* WHAT NEEDS TO BE DONE: Which lines below contain "Relaxed"? Pull them out.

* RECORDS SHOWN:
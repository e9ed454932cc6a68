//! Cache Statistics Module
//!
//! Table-wide statistics computed from a full scan, and process-local lookup
//! counters kept by the store.

use std::sync::atomic::{AtomicU64, Ordering};

use serde::Serialize;

use crate::cache::{CacheEntry, QueryType};

// == Type Stats ==
/// Entry count and accumulated hits for one query type.
#[derive(Debug, Clone, Copy, Default, PartialEq, Eq, Serialize)]
pub struct TypeStats {
    pub count: u64,
    pub hits: u64,
}

/// Per-type breakdown.
#[derive(Debug, Clone, Copy, Default, PartialEq, Eq, Serialize)]
pub struct ByType {
    pub geocode: TypeStats,
    pub zoning: TypeStats,
    pub rag: TypeStats,
}

impl ByType {
    pub fn get(&self, query_type: QueryType) -> &TypeStats {
        match query_type {
            QueryType::Geocode => &self.geocode,
            QueryType::Zoning => &self.zoning,
            QueryType::Rag => &self.rag,
        }
    }

    fn get_mut(&mut self, query_type: QueryType) -> &mut TypeStats {
        match query_type {
            QueryType::Geocode => &mut self.geocode,
            QueryType::Zoning => &mut self.zoning,
            QueryType::Rag => &mut self.rag,
        }
    }
}

// == Cache Stats ==
/// Snapshot of the whole table at one instant.
#[derive(Debug, Clone, Default, PartialEq, Eq, Serialize)]
#[serde(rename_all = "camelCase")]
pub struct CacheStats {
    pub total: u64,
    pub active: u64,
    pub expired: u64,
    pub by_type: ByType,
    pub total_hits: u64,
}

impl CacheStats {
    /// Classifies every entry as active or expired at `now_ms`.
    pub fn collect<'a>(entries: impl IntoIterator<Item = &'a CacheEntry>, now_ms: u64) -> Self {
        let mut stats = Self::default();
        for entry in entries {
            stats.total += 1;
            if entry.is_expired(now_ms) {
                stats.expired += 1;
            } else {
                stats.active += 1;
            }
            let per_type = stats.by_type.get_mut(entry.query_type);
            per_type.count += 1;
            per_type.hits += entry.hit_count;
            stats.total_hits += entry.hit_count;
        }
        stats
    }
}

// == Lookup Metrics ==
/// Counters for `get` outcomes since process start.
///
/// Atomic so the read path can update them under a shared lock.
#[derive(Debug, Default)]
pub struct LookupMetrics {
    hits: AtomicU64,
    misses: AtomicU64,
    unreadable: AtomicU64,
}

/// Point-in-time copy of [`LookupMetrics`].
#[derive(Debug, Clone, Copy, Default, PartialEq, Serialize)]
#[serde(rename_all = "camelCase")]
pub struct LookupSnapshot {
    pub hits: u64,
    pub misses: u64,
    /// Misses caused by a payload that failed to deserialize
    pub unreadable: u64,
    pub hit_rate: f64,
}

impl LookupMetrics {
    pub fn new() -> Self {
        Self::default()
    }

    pub fn record_hit(&self) {
        self.hits.fetch_add(1, Ordering::Relaxed);
    }

    pub fn record_miss(&self) {
        self.misses.fetch_add(1, Ordering::Relaxed);
    }

    /// Counts as a miss as well.
    pub fn record_unreadable(&self) {
        self.unreadable.fetch_add(1, Ordering::Relaxed);
        self.record_miss();
    }

    pub fn snapshot(&self) -> LookupSnapshot {
        let hits = self.hits.load(Ordering::Relaxed);
        let misses = self.misses.load(Ordering::Relaxed);
        LookupSnapshot {
            hits,
            misses,
            unreadable: self.unreadable.load(Ordering::Relaxed),
            hit_rate: hit_rate(hits, misses),
        }
    }
}

// == Hit Rate ==
/// Returns hits / (hits + misses), or 0.0 if no requests have been made.
pub fn hit_rate(hits: u64, misses: u64) -> f64 {
    let total = hits + misses;
    if total == 0 {
        0.0
    } else {
        hits as f64 / total as f64
    }
}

* YOUR RESPONSE:
        self.hits.fetch_add(1, Ordering::Relaxed);
        self.misses.fetch_add(1, Ordering::Relaxed);
        self.unreadable.fetch_add(1, Ordering::Relaxed);
        let hits = self.hits.load(Ordering::Relaxed);
        let misses = self.misses.load(Ordering::Relaxed);
            unreadable: self.unreadable.load(Ordering::Relaxed),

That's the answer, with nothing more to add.